JEP draft: Integrity by Default

AuthorsRon Pressler, Alex Buckley
OwnerRon Pressler
TypeInformational
ScopeSE
StatusSubmitted
Relates toJEP 261: Module System
JEP 260: Encapsulate Most Internal APIs
JEP 396: Strongly Encapsulate JDK Internals by Default
JEP 403: Strongly Encapsulate JDK Internals
JEP 451: Prepare to Disallow the Dynamic Loading of Agents
Reviewed byAlan Bateman, Mark Reinhold
Created2023/04/13 16:06
Updated2023/10/22 07:12
Issue8305968

Summary

Java developers expect that their code and data is protected against use that is unwanted or unwise. However, the Java Platform contains unsafe APIs that can undermine this expectation, damaging the correctness, security, and performance of applications. As Java continues to move forward, it is appropriate to restrict unsafe APIs so that libraries cannot use them unless the application as a whole allows it.

Motivation

What is integrity?

Integrity is a guarantee by the Java Platform that a property, once established, applies throughout the program. For example, the statement int[] x = new int[10]; establishes a property about the newly created array: it shall only be accessed at x[0] through x[9]. This property has integrity because the JVM guarantees that it applies throughout the program: accessing x[10] will trigger an exception. Developers can rely on this property without having to analyze every line of code on the class path to confirm that it applies. In contrast, a similar statement in a C program establishes the same property but with no guarantee by the C runtime that it applies throughout the program; it has no integrity. To know that it applies throughout the program, the C developer will have to analyze every line of code in the program.

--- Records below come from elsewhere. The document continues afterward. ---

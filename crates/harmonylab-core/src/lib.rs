//! harmonylab-core: music theory, sequence generation, and preset payloads
//! for the HarmonyLab generative workstation.

mod chords;
mod error;
mod notes;
mod preset;
mod progressions;
mod scales;
mod sequence;
mod settings;

pub use chords::chord_pitch_classes;
pub use error::{NoteError, PresetError};
pub use notes::{
    clamp_midi, closest_midi_to_target, format_note_text, midi_for_pitch_class,
    midi_to_note_token, note_token_to_midi, parse_note_text, transpose_pitch_class, Degree,
    KeyName, Midi, Mode, ParsedNotes, REST_TOKEN,
};
pub use preset::PresetPayload;
pub use progressions::{
    build_progression, normalize_progression, sync_progression, validate_progression, Progression,
};
pub use scales::{pentatonic_pitch_classes, scale_pitch_classes};
pub use sequence::{
    generate_sequence, NoteEvent, PartName, PartNoteMap, SequenceResult, UserNotes,
};
pub use settings::{
    Settings, SynthStyle, BPM_MAX, BPM_MIN, STEPS_PER_BAR, SUPPORTED_BARS, SWING_MAX,
};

Integrity, therefore, enables local reasoning about a program's correctness. The local reasoning applies globally, whether the program is 100 lines or 100,000 lines.

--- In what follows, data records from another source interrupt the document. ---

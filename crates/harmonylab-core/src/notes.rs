//! MIDI pitch numbers, note tokens, and pitch-class arithmetic

use serde::{Deserialize, Serialize};

use crate::error::NoteError;

/// MIDI note number, 0..=127 (60 = middle C)
pub type Midi = u8;

/// 0-based scale-step index (0 = I/i .. 6 = VII/vii)
pub type Degree = u8;

/// Textual placeholder for a rest slot
pub const REST_TOKEN: &str = "---";

const OCTAVE_MIN: i32 = -1;
const OCTAVE_MAX: i32 = 9;

/// Canonical pitch-class spellings: sharps only for C#/F#, flats elsewhere
const PITCH_CLASS_NAMES: [&str; 12] = [
    "C", "C#", "D", "Eb", "E", "F", "F#", "G", "Ab", "A", "Bb", "B",
];

/// The 12 supported key roots
#[derive(Debug, Clone, Copy, PartialEq, Eq, Hash, Serialize, Deserialize)]
pub enum KeyName {
    C,
    #[serde(rename = "C#")]
    CSharp,
    D,
    #[serde(rename = "Eb")]
    EFlat,
    E,
    F,
    #[serde(rename = "F#")]
    FSharp,
    G,
    #[serde(rename = "Ab")]
    AFlat,
    A,
    #[serde(rename = "Bb")]
    BFlat,
    B,
}

impl KeyName {
    pub const ALL: [KeyName; 12] = [
        Self::C,
        Self::CSharp,
        Self::D,
        Self::EFlat,
        Self::E,
        Self::F,
        Self::FSharp,
        Self::G,
        Self::AFlat,
        Self::A,
        Self::BFlat,
        Self::B,
    ];

    /// Chroma of the key root, 0..=11
    pub fn pitch_class(&self) -> u8 {
        match self {
            Self::C => 0,
            Self::CSharp => 1,
            Self::D => 2,
            Self::EFlat => 3,
            Self::E => 4,
            Self::F => 5,
            Self::FSharp => 6,
            Self::G => 7,
            Self::AFlat => 8,
            Self::A => 9,
            Self::BFlat => 10,
            Self::B => 11,
        }
    }

    pub fn name(&self) -> &'static str {
        PITCH_CLASS_NAMES[self.pitch_class() as usize]
    }

    pub fn from_name(name: &str) -> Option<Self> {
        Self::ALL.iter().copied().find(|key| key.name() == name)
    }
}

#[derive(Debug, Clone, Copy, PartialEq, Eq, Hash, Serialize, Deserialize)]
#[serde(rename_all = "lowercase")]
pub enum Mode {
    Major,
    Minor,
}

impl Mode {
    pub fn name(&self) -> &'static str {
        match self {
            Self::Major => "major",
            Self::Minor => "minor",
        }
    }

    pub fn from_name(name: &str) -> Option<Self> {
        match name {
            "major" => Some(Self::Major),
            "minor" => Some(Self::Minor),
            _ => None,
        }
    }
}

/// Clamp an arbitrary value into the MIDI range
pub fn clamp_midi(value: i32) -> Midi {
    value.clamp(0, 127) as Midi
}

/// Wrap a transposed pitch class back into 0..=11
pub fn transpose_pitch_class(pc: u8, semitones: u8) -> u8 {
    (pc + semitones) % 12
}

/// MIDI number of a pitch class in a given octave (octave -1 starts at 0)
pub fn midi_for_pitch_class(pc: u8, octave: i32) -> Midi {
    clamp_midi((octave + 1) * 12 + pc as i32)
}

/// Parse a note token like `C4`, `Eb3`, or `F#-1`.
///
/// The rest token maps to `Ok(None)`. Any other failure is an error: the
/// token must be letter + optional accidental + single-digit octave, the
/// octave must lie in -1..=9, and the letter/accidental pair must name one
/// of the 12 pitch classes (no Cb/B#/Fb/E# spellings).
pub fn note_token_to_midi(token: &str) -> Result<Option<Midi>, NoteError> {
    if token == REST_TOKEN {
        return Ok(None);
    }

    let invalid = || NoteError::InvalidToken(token.to_string());

    let mut chars = token.chars();
    let letter = chars.next().ok_or_else(invalid)?.to_ascii_uppercase();
    let rest = chars.as_str();

    let (accidental, octave_str) = match rest.chars().next() {
        Some('#') => (1, &rest[1..]),
        Some('b') | Some('B') => (-1, &rest[1..]),
        _ => (0, rest),
    };

    let semitone: i32 = match (letter, accidental) {
        ('C', 0) => 0,
        ('C', 1) => 1,
        ('D', -1) => 1,
        ('D', 0) => 2,
        ('D', 1) => 3,
        ('E', -1) => 3,
        ('E', 0) => 4,
        ('F', 0) => 5,
        ('F', 1) => 6,
        ('G', -1) => 6,
        ('G', 0) => 7,
        ('G', 1) => 8,
        ('A', -1) => 8,
        ('A', 0) => 9,
        ('A', 1) => 10,
        ('B', -1) => 10,
        ('B', 0) => 11,
        _ => return Err(invalid()),
    };

    let single_digit =
        octave_str.len() == 1 || (octave_str.starts_with('-') && octave_str.len() == 2);
    if !single_digit {
        return Err(invalid());
    }
    let octave: i32 = octave_str.parse().map_err(|_| invalid())?;
    if !(OCTAVE_MIN..=OCTAVE_MAX).contains(&octave) {
        return Err(NoteError::OctaveOutOfRange(token.to_string()));
    }

    Ok(Some(clamp_midi((octave + 1) * 12 + semitone)))
}

/// Format a pitch as its canonical token; `None` becomes the rest token
pub fn midi_to_note_token(midi: Option<Midi>) -> String {
    let Some(value) = midi else {
        return REST_TOKEN.to_string();
    };
    let value = value.min(127);
    let pc = value % 12;
    let octave = (value / 12) as i32 - 1;
    format!("{}{}", PITCH_CLASS_NAMES[pc as usize], octave)
}

/// Result of parsing free-text note input
#[derive(Debug, Clone, PartialEq, Eq)]
pub struct ParsedNotes {
    pub midis: Vec<Option<Midi>>,
    pub invalid_tokens: Vec<String>,
}

/// Tokenize note text into a fixed-length pitch array.
///
/// Pads with rests, truncates excess tokens, and collects invalid tokens
/// (in input order) instead of failing; each invalid token becomes a rest.
pub fn parse_note_text(text: &str, expected_len: usize) -> ParsedNotes {
    let mut midis = Vec::with_capacity(expected_len);
    let mut invalid_tokens = Vec::new();

    for token in text.split_whitespace().take(expected_len) {
        match note_token_to_midi(token) {
            Ok(midi) => midis.push(midi),
            Err(_) => {
                invalid_tokens.push(token.to_string());
                midis.push(None);
            }
        }
    }
    midis.resize(expected_len, None);

    ParsedNotes {
        midis,
        invalid_tokens,
    }
}

/// Inverse of [`parse_note_text`]: one canonical token per slot
pub fn format_note_text(midis: &[Option<Midi>]) -> String {
    midis
        .iter()
        .map(|&midi| midi_to_note_token(midi))
        .collect::<Vec<_>>()
        .join(" ")
}

/// Pick the octave of `target_pc` closest to a reference pitch.
///
/// Starts from the preferred octave, shifts by octaves toward the reference
/// until within ±6 semitones, then tries the octave-up and octave-down
/// neighbors in that order, each replacing the candidate only on strict
/// improvement. Shifts and neighbors never leave the MIDI range, so exact
/// half-octave ties and range edges keep the nearer in-range candidate.
pub fn closest_midi_to_target(target_pc: u8, reference: Midi, preferred_octave: i32) -> Midi {
    let reference = reference as i32;
    let mut candidate = midi_for_pitch_class(target_pc, preferred_octave) as i32;

    while candidate < reference - 6 && candidate + 12 <= 127 {
        candidate += 12;
    }
    while candidate > reference + 6 && candidate - 12 >= 0 {
        candidate -= 12;
    }

    let mut distance = (candidate - reference).abs();

    let alt_up = candidate + 12;
    let alt_down = candidate - 12;

    if alt_up <= 127 && (alt_up - reference).abs() < distance {
        candidate = alt_up;
        distance = (candidate - reference).abs();
    }
    if alt_down >= 0 && (alt_down - reference).abs() < distance {
        candidate = alt_down;
    }

    clamp_midi(candidate)
}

We call a property that applies globally an invariant, whether it is guaranteed by the Java Platform, proven by the programmer, or simply holds by chance. We call an invariant an integrity invariant if it is guaranteed by the Java Platform. The property that an array is never accessed beyond its bounds is an integrity invariant; here are some others:

These are all safety properties that prevent "bad things" from happening. As such, we only notice how much we depend on them when things go wrong. The local reasoning enabled by integrity is important not only for developers, but also for the Java Platform's own operation.

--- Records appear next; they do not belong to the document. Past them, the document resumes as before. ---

//! Docker containers with resource stats.

use serde_json::Value;
use std::sync::Arc;

use crate::api::types::{Container, ContainerList};
use crate::api::{decode, paths, ApiError};
use crate::sync::poller::{Endpoint, ViewSource};

pub const CONTAINERS_VIEW: &str = "containers";

const ENDPOINTS: &[Endpoint] = &[Endpoint::new(
    "docker/containers",
    paths::DOCKER_CONTAINERS,
)];

#[derive(Debug, Clone, Default, PartialEq)]
pub struct ContainersSnapshot {
    pub containers: Vec<Container>,
    /// Backend-reported docker error (daemon down, permission denied, ...)
    pub error: Option<String>,
}

impl ContainersSnapshot {
    /// Containers whose name or image contains `query`, ignoring case.
    /// An empty query matches everything.
    pub fn filter(&self, query: &str) -> Vec<&Container> {
        let query = query.trim().to_lowercase();
        if query.is_empty() {
            return self.containers.iter().collect();
        }
        self.containers
            .iter()
            .filter(|c| {
                c.name.to_lowercase().contains(&query) || c.image.to_lowercase().contains(&query)
            })
            .collect()
    }

    pub fn running_count(&self) -> usize {
        self.containers.iter().filter(|c| c.is_running()).count()
    }
}

pub struct ContainersView;

impl ViewSource for ContainersView {
    type Snapshot = ContainersSnapshot;

    fn name(&self) -> &'static str {
        CONTAINERS_VIEW
    }

    fn endpoints(&self) -> &[Endpoint] {
        ENDPOINTS
    }

    fn assemble(
        &self,
        payloads: &[Arc<Value>],
        _previous: Option<&ContainersSnapshot>,
    ) -> Result<ContainersSnapshot, ApiError> {
        let list: ContainerList = decode(paths::DOCKER_CONTAINERS, (*payloads[0]).clone())?;
        Ok(ContainersSnapshot {
            containers: list.containers,
            error: list.error,
        })
    }

    // Only a server error means docker itself is down; other failures are
    // transient and stay in the log.
    fn failure_message(&self, error: &ApiError) -> Option<String> {
        (error.status() == Some(500)).then(|| "Docker is not available or not running".to_string())
    }
}

#[cfg(test)]
mod tests {
    use super::*;
    use serde_json::json;

    fn snapshot() -> ContainersSnapshot {
        let payloads = vec![Arc::new(json!({
            "containers": [
                { "id": "a1", "name": "jellyfin", "image": "jellyfin/jellyfin:latest", "status": "running" },
                { "id": "b2", "name": "homeassistant", "image": "ghcr.io/home-assistant/home-assistant", "status": "running" },
                { "id": "c3", "name": "backup", "image": "restic/restic", "status": "exited" }
            ]
        }))];
        ContainersView.assemble(&payloads, None).unwrap()
    }

    #[test]
    fn test_filter_matches_name_or_image() {
        let snapshot = snapshot();

        let by_name: Vec<&str> = snapshot.filter("JELLY").iter().map(|c| c.id.as_str()).collect();
        assert_eq!(by_name, vec!["a1"]);

        let by_image: Vec<&str> = snapshot.filter("ghcr.io").iter().map(|c| c.id.as_str()).collect();
        assert_eq!(by_image, vec!["b2"]);

        assert_eq!(snapshot.filter("").len(), 3);
        assert!(snapshot.filter("nginx").is_empty());
    }

    #[test]
    fn test_running_count() {
        assert_eq!(snapshot().running_count(), 2);
    }

    #[test]
    fn test_only_server_error_notifies() {
        let server = ApiError::Status {
            path: paths::DOCKER_CONTAINERS.to_string(),
            status: 500,
            body: String::new(),
        };
        let unavailable = ApiError::Status {
            path: paths::DOCKER_CONTAINERS.to_string(),
            status: 503,
            body: String::new(),
        };

        assert_eq!(
            ContainersView.failure_message(&server).as_deref(),
            Some("Docker is not available or not running")
        );
        assert!(ContainersView.failure_message(&unavailable).is_none());
    }
}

Integrity from encapsulation

Java developers routinely wish to establish invariants for their own classes and objects, and have those invariants apply throughout the program. We call such an invariant a domain invariant. The key to having a domain invariant apply throughout the program is encapsulation.

For example, suppose a developer wants to implement counters that are always even, never odd. Imagine if Java had no encapsulation, so that all fields and methods could be accessed from anywhere, as if everything was public. A Counter class might look like this:

/*public*/ final class Counter {
    /*public*/ int x = 0;
    /*public*/ int value() { return x; }
    /*public*/ void incrementByTwo() { x += 2; }
    /*public*/ void decrementByTwo() { x -= 2; }
}

Within the class, the developer can prove their domain invariant: x has an even value initially, and is only modified in a way that preserves evenness, so every Counter is even. Unfortunately, the domain invariant that "every Counter is even" does not apply globally, because without encapsulation, x could be set to an odd value from outside the class. The developer would have to analyze every line in the program to know whether every Counter is even.

Encapsulation is what makes the domain invariant apply globally. The developer uses the private keyword to protect data from intentional or unintentional modification by other parts of the program:

public final class Counter {
    private int x = 0;
    public int value() { return x; }
    public void incrementByTwo() { x += 2; }
    public void decrementByTwo() { x -= 2; }
}

The property that a private field can only be modified by code in the same class is an integrity invariant, guaranteed by the Java compiler and the JVM to apply throughout the program. By declaring x as private, the developer makes the Java Platform guarantee that code outside Counter cannot modify x; this imbues the domain invariant with integrity, as if the Java Platform was built to ensure that every Counter is even. Local reasoning about the domain invariant now applies globally: the developer can trust the evenness of every Counter without having to analyze every line in the program.

In effect, encapsulation upgrades a domain invariant to an integrity invariant, backed by the Java Platform. This provides tremendous value:

Undermining integrity

Encapsulation underpins correctness, maintainability, scalability, security, and performance, but there are four APIs in the JDK that can circumvent encapsulation:

We refer to these APIs as "unsafe" because they can break the integrity invariant that a private field can only be modified by code in the same class. Because of these APIs, encapsulation is not actually strong enough to provide integrity for an application's domain invariants. The private field in Counter could be modified from outside the class via deep reflection, native code, or sun.misc.Unsafe, resulting in something that should never happen: an odd Counter. The public methods could be redefined by an agent to increment the private field by one instead of two, again resulting in an odd Counter.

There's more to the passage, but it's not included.